[erlang-questions] seq_trace with bigint labels

Fri Jan 19 23:33:36 CET 2018

I've gone back and forth for a while now on how seq_trace, http://erlang.org/doc/man/seq_trace.html, could best be used, if at all, to benefit distributed tracing libraries.

In particular I've been working on OpenCensus (http://opencensus.io) -- a recent announcement on the Google open source blog about it: https://opensource.googleblog.com/2018/01/opencensus.html -- implementation in Erlang, https://github.com/census-instrumentation/opencensus-erlang. But this is not unique to Census, the OpenTracing (http://opentracing.io) implementation Otter, https://github.com/Bluehouse-Technology/otter/, works in a similar manner.

A trace must track a trace id and span id and propagate them to children. Both opencensus and Otter provide functionality to track the context in a variable or in the process dictionary.
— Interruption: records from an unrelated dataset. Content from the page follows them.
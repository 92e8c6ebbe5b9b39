use std::collections::HashMap;

use crate::data_structures::{
    instance::InstanceRaw,
    material::{PipelineKey, Side},
    model::{self, Vertex},
    texture::Texture,
};

/// Render pipelines of the standard material, one per [`PipelineKey`].
///
/// All variants share the shader module and the pipeline layout
/// (material, camera, light). They differ in culling and blending only.
#[derive(Debug)]
pub struct StandardPipelines {
    format: wgpu::TextureFormat,
    layout: wgpu::PipelineLayout,
    shader: wgpu::ShaderModule,
    pipelines: HashMap<PipelineKey, wgpu::RenderPipeline>,
}

impl StandardPipelines {
    pub fn new(
        device: &wgpu::Device,
        format: wgpu::TextureFormat,
        material_bind_group_layout: &wgpu::BindGroupLayout,
        camera_bind_group_layout: &wgpu::BindGroupLayout,
        light_bind_group_layout: &wgpu::BindGroupLayout,
    ) -> Self {
        let layout = device.create_pipeline_layout(&wgpu::PipelineLayoutDescriptor {
            label: Some("Standard Pipeline Layout"),
            bind_group_layouts: &[
                Some(material_bind_group_layout),
                Some(camera_bind_group_layout),
                Some(light_bind_group_layout),
            ],
            immediate_size: 0,
        });
        let shader = device.create_shader_module(wgpu::ShaderModuleDescriptor {
            label: Some("Standard Shader"),
            source: wgpu::ShaderSource::Wgsl(include_str!("standard.wgsl").into()),
        });
        Self {
            format,
            layout,
            shader,
            pipelines: HashMap::new(),
        }
    }

    /// Build the pipeline for `key` unless it already exists.
    pub fn prepare(&mut self, device: &wgpu::Device, key: PipelineKey) {
        if self.pipelines.contains_key(&key) {
            return;
        }
        log::debug!("Creating standard pipeline for {:?}", key);
        let pipeline = mk_standard_pipeline(device, &self.layout, &self.shader, self.format, key);
        self.pipelines.insert(key, pipeline);
    }

    pub fn get(&self, key: PipelineKey) -> Option<&wgpu::RenderPipeline> {
        self.pipelines.get(&key)
    }

    pub fn len(&self) -> usize {
        self.pipelines.len()
    }

    pub fn is_empty(&self) -> bool {
        self.pipelines.is_empty()
    }
}

fn mk_standard_pipeline(
    device: &wgpu::Device,
    layout: &wgpu::PipelineLayout,
    shader: &wgpu::ShaderModule,
    format: wgpu::TextureFormat,
    key: PipelineKey,
) -> wgpu::RenderPipeline {
    // Transparent surfaces blend over what is behind them and keep writing depth,
    // which matches how the door is drawn on top of its own back faces.
    let blend = if key.transparent {
        wgpu::BlendState::ALPHA_BLENDING
    } else {
        wgpu::BlendState::REPLACE
    };
    let label = format!(
        "Standard Pipeline ({}{})",
        match key.side {
            Side::Front => "front",
            Side::Back => "back",
            Side::Double => "double",
        },
        if key.transparent { ", transparent" } else { "" }
    );
    mk_render_pipeline(
        device,
        layout,
        &label,
        format,
        Some(blend),
        Some(Texture::DEPTH_FORMAT),
        key.side.cull_mode(),
        &[model::ModelVertex::desc(), InstanceRaw::desc()],
        shader,
    )
}

#[allow(clippy::too_many_arguments)]
pub fn mk_render_pipeline(
    device: &wgpu::Device,
    layout: &wgpu::PipelineLayout,
    label: &str,
    color_format: wgpu::TextureFormat,
    blend: Option<wgpu::BlendState>,
    depth_format: Option<wgpu::TextureFormat>,
    cull_mode: Option<wgpu::Face>,
    vertex_layouts: &[wgpu::VertexBufferLayout],
    shader: &wgpu::ShaderModule,
) -> wgpu::RenderPipeline {
    device.create_render_pipeline(&wgpu::RenderPipelineDescriptor {
        cache: None,
        label: Some(label),
        layout: Some(layout),
        vertex: wgpu::VertexState {
            module: shader,
            entry_point: Some("vs_main"),
            buffers: vertex_layouts,
            compilation_options: Default::default(),
        },
        fragment: Some(wgpu::FragmentState {
            module: shader,
            entry_point: Some("fs_main"),
            targets: &[Some(wgpu::ColorTargetState {
                format: color_format,
                blend,
                write_mask: wgpu::ColorWrites::ALL,
            })],
            compilation_options: Default::default(),
        }),
        primitive: wgpu::PrimitiveState {
            topology: wgpu::PrimitiveTopology::TriangleList,
            strip_index_format: None,
            front_face: wgpu::FrontFace::Ccw,
            cull_mode,
            polygon_mode: wgpu::PolygonMode::Fill,
            unclipped_depth: false,
            conservative: false,
        },
        depth_stencil: depth_format.map(|format| wgpu::DepthStencilState {
            format,
            depth_write_enabled: Some(true),
            depth_compare: Some(wgpu::CompareFunction::Less),
            stencil: wgpu::StencilState::default(),
            bias: wgpu::DepthBiasState::default(),
        }),
        multisample: wgpu::MultisampleState {
            count: 1,
            mask: !0,
            alpha_to_coverage_enabled: false,
        },
        multiview_mask: None,
    })
}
But when it comes to message passing the only option is  adding a variable. 

Libraries that are instrumented internally can make this not have to modify the user's api, for example in Erleans we have 'call' extract the trace context behind the scenes and pass it through the gen_statem:call, https://github.com/SpaceTime-IoT/erleans/blob/master/src/erleans_grain.erl#L142

If it were possible to carry the trace context through the message pass in the background in general this would open up possibility for easier instrumentation with few changes to a user's code.

This is essentially what seq_trace already does. The first issue hit when looking at using it to carry a census trace id (128 bit integer) is that while the docs say:

> The label component is an integer which identifies all events belonging to the same sequential trace.

'integer' here does not mean any Erlang integer:

seq_trace:set_token(label, 38995684955506843782500595084643303673).
** exception error: bad argument

Looking in the seq trace code I found it does a `is_small` check on the integer, resulting in the badarg for integers the size of a census trace id.

So finally.. the main point of this email is really just to raise the idea of increasing the size of allowable labels in seq_trace.

Otherwise we must keep track of a label -> trace mapping in a central process or ets table. The first issue that solution would have to solve is, what happens when a message goes to another node where that label mapping doesn't exist.

I'm interested to hear if this is a possibility, what other blockers might arise from using seq_trace like this, if someone has an alternative idea or if someone just thinks this is a bad idea in general :)

-- 
  Tristan Sloughter
  "I am not a crackpot" - Abe Simpson
  t@REDACTED